CPU Performance & Power

On the CPU front, the difference between the Core i5-3317U and the Pentium 2020M is actually quite small. The former has a nice 2.6GHz max turbo while the latter has a higher TDP and thus a higher base clock as well. The result is that most single threaded performance results are very close between the two. If we look at Kraken, SunSpider, PCMark, Cinebench (1-thread) or 7-Zip (1-thread) - the two perform quite similarly. As a result, Kabini doesn’t really gain any ground here. In my own use, I can feel a performance difference between the 2020M and the A4-5000 in tasks like installing/launching applications, as well as bigger CPU bound activities.

CPU Performance
  PCMark 7 Cinebench 11.5 (Single Threaded) Cinebench 11.5 (Multithreaded) 7-Zip Benchmark (Single Threaded) 7-Zip Benchmark (Multithreaded)
AMD A4-5000 (1.5GHz Jaguar x 4) 2425 0.39 1.5 1323 4509
Intel Pentium 2020M (2.4GHz IVB x 2) 4214 1.00 1.96 2856 5434
Intel Core i5-3317U (1.7GHz IVB x 2) 4318 1.07 2.39 2816 6598

A big issue here is Kabini, at least in its launched versions, lacks any turbo core support. The 15W A4-5000 runs even single threaded tasks as if all four cores were active and eating into that TDP budget. The fastest Jaguar implementation seems to be 2GHz, but even if the A4-5000 could turbo up to that level I feel like I’d still want a bit more. There’s obviously room on the table for a Kabini refresh, even at 28nm.

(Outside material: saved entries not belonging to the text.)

use contracts::domain::a001_warehouse::Warehouse;
use contracts::domain::a002_product::Product;
use contracts::domain::a003_inventory_count::{CountSheet, CountStatus, CountType, FilterTab};
use leptos::prelude::*;

use crate::domain::a001_warehouse::api as warehouse_api;
use crate::domain::a003_inventory_count::api;

fn default_session_name() -> String {
    // chrono::Utc::now() needs the wasmbind feature; the JS clock is enough here.
    let iso = js_sys::Date::new_0().to_iso_string();
    let iso = iso.as_string().unwrap_or_default();
    format!("Inventory count {}", iso.get(..10).unwrap_or(""))
}

/// ViewModel for the inventory count page.
///
/// All derivations live in `contracts` (`CountSheet`); this type only
/// wires the sheet to signals and network calls.
#[derive(Clone, Copy)]
pub struct CountPageViewModel {
    pub warehouses: RwSignal<Vec<Warehouse>>,
    pub warehouse_id: RwSignal<String>,
    pub count_type: RwSignal<CountType>,
    pub products: RwSignal<Vec<Product>>,
    pub sheet: RwSignal<Option<CountSheet>>,
    pub name: RwSignal<String>,
    pub notes: RwSignal<String>,
    pub bulk_value: RwSignal<String>,
    pub tab: RwSignal<FilterTab>,
    pub loading: RwSignal<bool>,
    pub submitting: RwSignal<bool>,
    pub error: RwSignal<Option<String>>,
    pub notice: RwSignal<Option<String>>,
    pub show_picker: RwSignal<bool>,
}

impl CountPageViewModel {
    pub fn new() -> Self {
        Self {
            warehouses: RwSignal::new(Vec::new()),
            warehouse_id: RwSignal::new(String::new()),
            count_type: RwSignal::new(CountType::Full),
            products: RwSignal::new(Vec::new()),
            sheet: RwSignal::new(None),
            name: RwSignal::new(default_session_name()),
            notes: RwSignal::new(String::new()),
            bulk_value: RwSignal::new(String::new()),
            tab: RwSignal::new(FilterTab::All),
            loading: RwSignal::new(false),
            submitting: RwSignal::new(false),
            error: RwSignal::new(None),
            notice: RwSignal::new(None),
            show_picker: RwSignal::new(false),
        }
    }

    pub fn load_warehouses(&self) {
        let warehouses = self.warehouses;
        let error = self.error;
        wasm_bindgen_futures::spawn_local(async move {
            match warehouse_api::fetch_warehouses().await {
                Ok(list) => warehouses.set(list),
                Err(e) => error.set(Some(e)),
            }
        });
    }

    /// Switch the warehouse under count. Resets all counted-quantity state
    /// and fetches the product list.
    pub fn select_warehouse(&self, id: String) {
        self.warehouse_id.set(id.clone());
        self.sheet.set(None);
        self.products.set(Vec::new());
        self.tab.set(FilterTab::All);
        self.bulk_value.set(String::new());
        if id.is_empty() {
            return;
        }

        let this = *self;
        this.loading.set(true);
        wasm_bindgen_futures::spawn_local(async move {
            match api::fetch_warehouse_products(&id).await {
                Ok(products) => {
                    this.sheet
                        .set(Some(CountSheet::new(this.count_type.get_untracked(), products.clone())));
                    this.products.set(products);
                    this.error.set(None);
                }
                // Count entry stays blocked until the fetch succeeds.
                Err(e) => this.error.set(Some(e)),
            }
            this.loading.set(false);
        });
    }

    /// Switch between full and partial mode. Rebuilds the sheet, which
    /// drops entered counts and the partial selection.
    pub fn set_count_type(&self, count_type: CountType) {
        self.count_type.set(count_type);
        self.tab.set(FilterTab::All);
        let products = self.products.get_untracked();
        if !products.is_empty() || self.sheet.with_untracked(|s| s.is_some()) {
            self.sheet.set(Some(CountSheet::new(count_type, products)));
        }
    }

    /// Parse and upsert one counted-quantity cell. An empty field counts
    /// as 0; non-numeric input is ignored and the cell keeps its value.
    pub fn update_count(&self, product_id: &str, raw: &str) {
        let value = if raw.trim().is_empty() {
            Some(0)
        } else {
            raw.trim().parse::<i64>().ok()
        };
        if let Some(value) = value {
            let product_id = product_id.to_string();
            self.sheet.update(|sheet| {
                if let Some(sheet) = sheet.as_mut() {
                    sheet.set_counted(&product_id, value);
                }
            });
        }
    }

    pub fn apply_bulk(&self) {
        let raw = self.bulk_value.get_untracked();
        let value = raw.trim().parse::<i64>().ok();
        self.sheet.update(|sheet| {
            if let Some(sheet) = sheet.as_mut() {
                sheet.apply_bulk(value);
            }
        });
    }

    pub fn toggle_selection(&self, product_id: &str) {
        let product_id = product_id.to_string();
        self.sheet.update(|sheet| {
            if let Some(sheet) = sheet.as_mut() {
                sheet.toggle_selection(&product_id);
            }
        });
    }

    /// Submit the session. A completed submission resets the working
    /// state; a draft keeps it; a failure keeps every entered count.
    pub fn submit(&self, status: CountStatus, created_by: Option<String>) {
        if self.submitting.get_untracked() {
            return;
        }
        let Some(sheet) = self.sheet.get_untracked() else {
            self.error.set(Some("Select a warehouse before submitting the count".to_string()));
            return;
        };

        let request = match sheet.build_submission(
            &self.warehouse_id.get_untracked(),
            &self.name.get_untracked(),
            &self.notes.get_untracked(),
            created_by,
            status,
        ) {
            Ok(request) => request,
            Err(e) => {
                self.error.set(Some(e));
                return;
            }
        };

        let this = *self;
        this.submitting.set(true);
        this.error.set(None);
        wasm_bindgen_futures::spawn_local(async move {
            match api::submit_count(&request).await {
                Ok(()) => {
                    let label = match status {
                        CountStatus::Completed => "Count submitted",
                        CountStatus::Draft => "Draft saved",
                    };
                    this.notice.set(Some(label.to_string()));
                    if status == CountStatus::Completed {
                        this.reset_after_completion();
                    }
                    leptos::task::spawn_local(async move {
                        gloo_timers::future::TimeoutFuture::new(2500).await;
                        this.notice.set(None);
                    });
                }
                Err(e) => this.error.set(Some(e)),
            }
            this.submitting.set(false);
        });
    }

    fn reset_after_completion(&self) {
        self.name.set(default_session_name());
        self.notes.set(String::new());
        self.bulk_value.set(String::new());
        self.tab.set(FilterTab::All);
        let count_type = self.count_type.get_untracked();
        let products = self.products.get_untracked();
        self.sheet.set(Some(CountSheet::new(count_type, products)));
    }
}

For light web browsing and general use workloads Kabini, like many modern platforms, can really be good enough.

It is impossible to have a performance discussion without looking at power consumption when it comes to mobile devices. This is where Kabini makes up a lot of ground. The Pentium 2020M is a 35W part (Intel does offer slower 17W parts but I unfortunately don’t have a system that uses one of those), compared to the A4-5000’s 15W TDP. I measured total platform power of both notebooks without a battery and with the display disabled (and using the same SSD in its lowest power state). While isolating SoC power would be ideal, this does give us a general idea of platform power consumption:

Platform Power Consumption
  Idle Cinebench 11.5 (1-thread) Cinebench 11.5 (multithreaded) 7-Zip (1-thread) 7-Zip (multithreaded)
AMD A4-5000 (1.5GHz Jaguar x 4) 4.75W 7.91W 11.5W 7.9W 11.3W
Intel Pentium 2020M (2.4GHz IVB x 2) 8.14W 17.9W 22.4W 17.6W 21.7W

The difference is pretty big. Kabini will either last longer on the same size battery, or be able to fit into a smaller chassis altogether. I also suspect the 15W TDP is perhaps a bit conservative, total platform power consumption with all CPU cores firing never exceeded 12W (meaning SoC power consumption is far lower, likely sub-10W).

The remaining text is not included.